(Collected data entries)
===

//! 探测引擎高层接口
//!
//! 单点停测采样（多次读数、容差重试、统计聚合）、精度报告与
//! Z 偏移标定收尾。批次会话在没有外层括号时自动管理，错误
//! 路径也保证拆除。

use bdsense_channel::{BusTransport, ReadMode};
use bdsense_tools::{AccuracyStatistics, Position3D, mean_position, median_position};
use serde::{Deserialize, Serialize};
use smallvec::SmallVec;
use tracing::{info, warn};

use crate::config::{AggregationMode, ProbeConfig, ProbeOverrides, ProbeParams};
use crate::endstop::{EndstopMonitor, EndstopState, SETTLE_DWELL};
use crate::error::ProbeError;
use crate::motion::{Axis, MotionController, MoveTarget};

/// 精度报告的默认采样次数
const ACCURACY_DEFAULT_SAMPLES: usize = 10;

/// 标定时抬离床面的高度（毫米）
const CALIBRATE_LIFT_MM: f64 = 5.0;

/// 一个探测点的采样集合
///
/// 栈上预留 8 个位置：常见 samples 配置为 1-5，容差重试会清空
/// 重收，几乎不会触碰堆。
pub type SampleSet = SmallVec<[Position3D; 8]>;

/// 触发探测的命令类别
///
/// 网格/调平标定驱动的探测在连续扫描能力不可用时走直读快速
/// 路径（纯近似，任何异常都回落到机械探测）。
#[derive(Debug, Clone, Copy, PartialEq, Eq, Default)]
pub enum ProbePurpose {
    /// 手动单点探测
    #[default]
    Manual,
    /// 网格标定驱动
    MeshCalibration,
    /// 调平标定驱动
    TiltCalibration,
}

impl ProbePurpose {
    /// 是否为标定类命令（允许直读快速路径）
    pub fn is_calibration(self) -> bool {
        matches!(
            self,
            ProbePurpose::MeshCalibration | ProbePurpose::TiltCalibration
        )
    }
}

/// 一次探测调用的请求
#[derive(Debug, Clone, Copy, Default)]
pub struct ProbeRequest {
    pub overrides: ProbeOverrides,
    pub purpose: ProbePurpose,
}

impl ProbeRequest {
    pub fn manual() -> Self {
        Self::default()
    }

    pub fn for_purpose(purpose: ProbePurpose) -> Self {
        Self {
            purpose,
            ..Self::default()
        }
    }
}

/// 状态快照
#[derive(Debug, Clone, PartialEq, Serialize, Deserialize)]
pub struct ProbeStatus {
    pub name: String,
    pub last_query: Option<EndstopState>,
    pub last_z_result: f64,
}

/// 探测引擎
///
/// 独占持有 endstop 监视器（进而持有传感器通道与会话状态）；
/// 运动协作方在每次调用时借入，引擎从不拥有它。
pub struct Probe<T> {
    config: ProbeConfig,
    endstop: EndstopMonitor<T>,
    last_state: Option<EndstopState>,
    last_z_result: f64,
    calibrate_z: f64,
}

impl<T: BusTransport> Probe<T> {
    /// 构造引擎；配置在此处校验一次
    pub fn new(transport: T, config: ProbeConfig) -> Result<Self, ProbeError> {
        config.validate()?;
        let endstop = EndstopMonitor::new(transport, &config);
        Ok(Self {
            config,
            endstop,
            last_state: None,
            last_z_result: 0.0,
            calibrate_z: 0.0,
        })
    }

    pub fn name(&self) -> &str {
        &self.config.name
    }

    pub fn config(&self) -> &ProbeConfig {
        &self.config
    }

    /// 探针偏移 (x, y, z)
    pub fn offsets(&self) -> (f64, f64, f64) {
        (
            self.config.x_offset,
            self.config.y_offset,
            self.config.z_offset,
        )
    }

    pub fn lift_speed(&self) -> f64 {
        self.config.lift_speed()
    }

    /// 传感器是否支持不停机读取（构造期解析的能力标志）
    pub fn supports_continuous_scan(&self) -> bool {
        self.config.no_stop_probe
    }

    /// endstop 监视器（归位括号与诊断序列用）
    pub fn endstop_mut(&mut self) -> &mut EndstopMonitor<T> {
        &mut self.endstop
    }

    /// 查询虚拟 endstop 状态并更新状态快照
    pub fn query_endstop(&mut self) -> Result<EndstopState, ProbeError> {
        use crate::motion::EndstopPoller;
        let state = self.endstop.query_endstop()?;
        self.last_state = Some(state);
        Ok(state)
    }

    /// 状态快照
    pub fn status(&self) -> ProbeStatus {
        ProbeStatus {
            name: self.config.name.clone(),
            last_query: self.last_state,
            last_z_result: self.last_z_result,
        }
    }

    // === 批次括号（委托给 endstop 监视器） ===

    pub fn multi_probe_begin(&mut self) {
        self.endstop.multi_probe_begin();
    }

    pub fn multi_probe_end(&mut self, motion: &mut dyn MotionController) -> Result<(), ProbeError> {
        self.endstop.multi_probe_end(motion)
    }

    /// 命令处理错误时的兜底拆除：幂等、只记录不抛出
    pub fn on_command_error(&mut self, motion: &mut dyn MotionController) {
        self.endstop.multi_probe_end_best_effort(motion);
    }

    // === 采样 ===

    /// 单点停测采样
    ///
    /// 没有外层批次括号时自动开启并在返回前关闭（错误路径走
    /// 尽力而为拆除）。
    pub fn run_probe(
        &mut self,
        motion: &mut dyn MotionController,
        request: &ProbeRequest,
    ) -> Result<Position3D, ProbeError> {
        let params = self.config.resolve(&request.overrides)?;
        let auto_session = !self.endstop.session_pending();
        if auto_session {
            self.multi_probe_begin();
        }
        let result = self.collect_samples(motion, &params, request.purpose);
        if auto_session {
            if result.is_ok() {
                self.endstop.multi_probe_end(motion)?;
            } else {
                self.endstop.multi_probe_end_best_effort(motion);
            }
        }
        let position = result?;
        self.last_z_result = position.z;
        Ok(position)
    }

    fn collect_samples(
        &mut self,
        motion: &mut dyn MotionController,
        params: &ProbeParams,
        purpose: ProbePurpose,
    ) -> Result<Position3D, ProbeError> {
        let (probe_x, probe_y) = motion.get_position().xy();
        let mut samples = SampleSet::new();
        let mut retries = 0usize;

        while samples.len() < params.samples {
            let position = self.probe_once(motion, params.probe_speed, purpose)?;
            samples.push(position);

            let spread = z_spread(&samples);
            if spread > params.samples_tolerance {
                if retries >= params.samples_tolerance_retries {
                    return Err(ProbeError::ToleranceExceeded {
                        spread_mm: spread,
                        tolerance_mm: params.samples_tolerance,
                    });
                }
                info!("Probe samples exceed tolerance. Retrying...");
                retries += 1;
                samples.clear();
                continue;
            }

            // 还有剩余采样时回退，为下一次进给留出行程
            if samples.len() < params.samples {
                motion.manual_move(
                    MoveTarget::xyz(probe_x, probe_y, position.z + params.sample_retract_dist),
                    params.lift_speed,
                )?;
            }
        }

        let aggregated = match params.samples_result {
            AggregationMode::Mean => mean_position(&samples),
            AggregationMode::Median => median_position(&samples),
        };
        let Some(position) = aggregated else {
            unreachable!("samples >= 1 is enforced by configuration validation")
        };
        Ok(position)
    }

    fn probe_once(
        &mut self,
        motion: &mut dyn MotionController,
        speed: f64,
        purpose: ProbePurpose,
    ) -> Result<Position3D, ProbeError> {
        if purpose.is_calibration() {
            match self.direct_probe(motion) {
                Ok(position) => return Ok(position),
                Err(e) => {
                    warn!(error = %e, "direct sensor read failed, falling back to mechanical probe")
                }
            }
        }
        self.mechanical_probe(motion, speed)
    }

    /// 直读快速路径：不下探，在当前位置读传感器
    fn direct_probe(&mut self, motion: &mut dyn MotionController) -> Result<Position3D, ProbeError> {
        motion.wait_moves()?;
        motion.dwell(SETTLE_DWELL);
        let mut position = motion.get_position();
        let reading = self.endstop.read_distance(ReadMode::Checked)?;
        position.z -= reading.value_mm;
        info!(
            "probe at {:.3},{:.3} is z={:.6}",
            position.x, position.y, position.z
        );
        Ok(position)
    }

    /// 机械探测：向 Z 下限进给直至 endstop 触发
    fn mechanical_probe(
        &mut self,
        motion: &mut dyn MotionController,
        speed: f64,
    ) -> Result<Position3D, ProbeError> {
        if !motion.is_homed(Axis::Z) {
            return Err(ProbeError::NotHomed);
        }
        let z_target = self.config.z_position_min;
        let position = motion.probing_move(&mut self.endstop, z_target, speed)?;
        info!(
            "probe at {:.3},{:.3} is z={:.6}",
            position.x, position.y, position.z
        );
        Ok(position)
    }

    // === 精度报告 ===

    /// N 次采样的精度报告
    ///
    /// 采样次数默认 10（不走配置的 samples），其余参数与普通
    /// 探测相同。
    pub fn probe_accuracy(
        &mut self,
        motion: &mut dyn MotionController,
        overrides: &ProbeOverrides,
    ) -> Result<AccuracyStatistics, ProbeError> {
        let mut overrides = *overrides;
        if overrides.samples.is_none() {
            overrides.samples = Some(ACCURACY_DEFAULT_SAMPLES);
        }
        let params = self.config.resolve(&overrides)?;
        let start = motion.get_position();
        info!(
            "PROBE_ACCURACY at X:{:.3} Y:{:.3} Z:{:.3} (samples={} retract={:.3} speed={:.1} lift_speed={:.1})",
            start.x,
            start.y,
            start.z,
            params.samples,
            params.sample_retract_dist,
            params.probe_speed,
            params.lift_speed
        );

        self.multi_probe_begin();
        let result = self.accuracy_samples(motion, &params);
        match result {
            Ok(positions) => {
                self.endstop.multi_probe_end(motion)?;
                let Some(stats) = AccuracyStatistics::from_samples(&positions) else {
                    unreachable!("samples >= 1 is enforced by configuration validation")
                };
                info!("{stats}");
                Ok(stats)
            }
            Err(e) => {
                self.endstop.multi_probe_end_best_effort(motion);
                Err(e)
            }
        }
    }

    fn accuracy_samples(
        &mut self,
        motion: &mut dyn MotionController,
        params: &ProbeParams,
    ) -> Result<Vec<Position3D>, ProbeError> {
        let mut positions = Vec::with_capacity(params.samples);
        while positions.len() < params.samples {
            let position = self.mechanical_probe(motion, params.probe_speed)?;
            positions.push(position);
            motion.manual_move(
                MoveTarget::z_only(position.z + params.sample_retract_dist),
                params.lift_speed,
            )?;
        }
        Ok(positions)
    }

    // === Z 偏移标定 ===

    /// 标定开场：探一次，记录高度，抬离床面并把喷嘴移到探针点
    ///
    /// 返回手动对高的起始位置；收尾由 [`Probe::calibrate_finalize`]
    /// 完成。
    pub fn probe_calibrate_begin(
        &mut self,
        motion: &mut dyn MotionController,
        request: &ProbeRequest,
    ) -> Result<Position3D, ProbeError> {
        let lift_speed = request.overrides.lift_speed.unwrap_or_else(|| self.lift_speed());
        let position = self.run_probe(motion, request)?;
        self.calibrate_z = position.z;

        let mut current = position;
        current.z += CALIBRATE_LIFT_MM;
        motion.manual_move(current.into(), lift_speed)?;

        // 把喷嘴移到探针点上方
        current.x += self.config.x_offset;
        current.y += self.config.y_offset;
        motion.manual_move(MoveTarget::xy(current.x, current.y), self.config.speed)?;
        Ok(current)
    }

    /// 标定收尾：由手动对高得到的运动学 Z 计算新的 z_offset
    ///
    /// 持久化由调用方完成（配置写回不在本引擎职责内）。
    pub fn calibrate_finalize(&mut self, kin_z: f64) -> f64 {
        let z_offset = self.calibrate_z - kin_z;
        info!("{}: z_offset: {:.3}", self.config.name, z_offset);
        z_offset
    }

    /// 把归位原点偏移折算进 z_offset；偏移为 0 时无事可做
    pub fn apply_z_offset(&self, homing_origin_z: f64) -> Option<f64> {
        if homing_origin_z == 0.0 {
            return None;
        }
        Some(self.config.z_offset - homing_origin_z)
    }
}

/// 采样集合的 z 极差
fn z_spread(samples: &[Position3D]) -> f64 {
    let max = samples.iter().map(|p| p.z).fold(f64::NEG_INFINITY, f64::max);
    let min = samples.iter().map(|p| p.z).fold(f64::INFINITY, f64::min);
    max - min
}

===

### What is expected
When a line contains the string "stats", copy it from the records.

### Written answer
                let Some(stats) = AccuracyStatistics::from_samples(&positions) else {
                info!("{stats}");
                Ok(stats)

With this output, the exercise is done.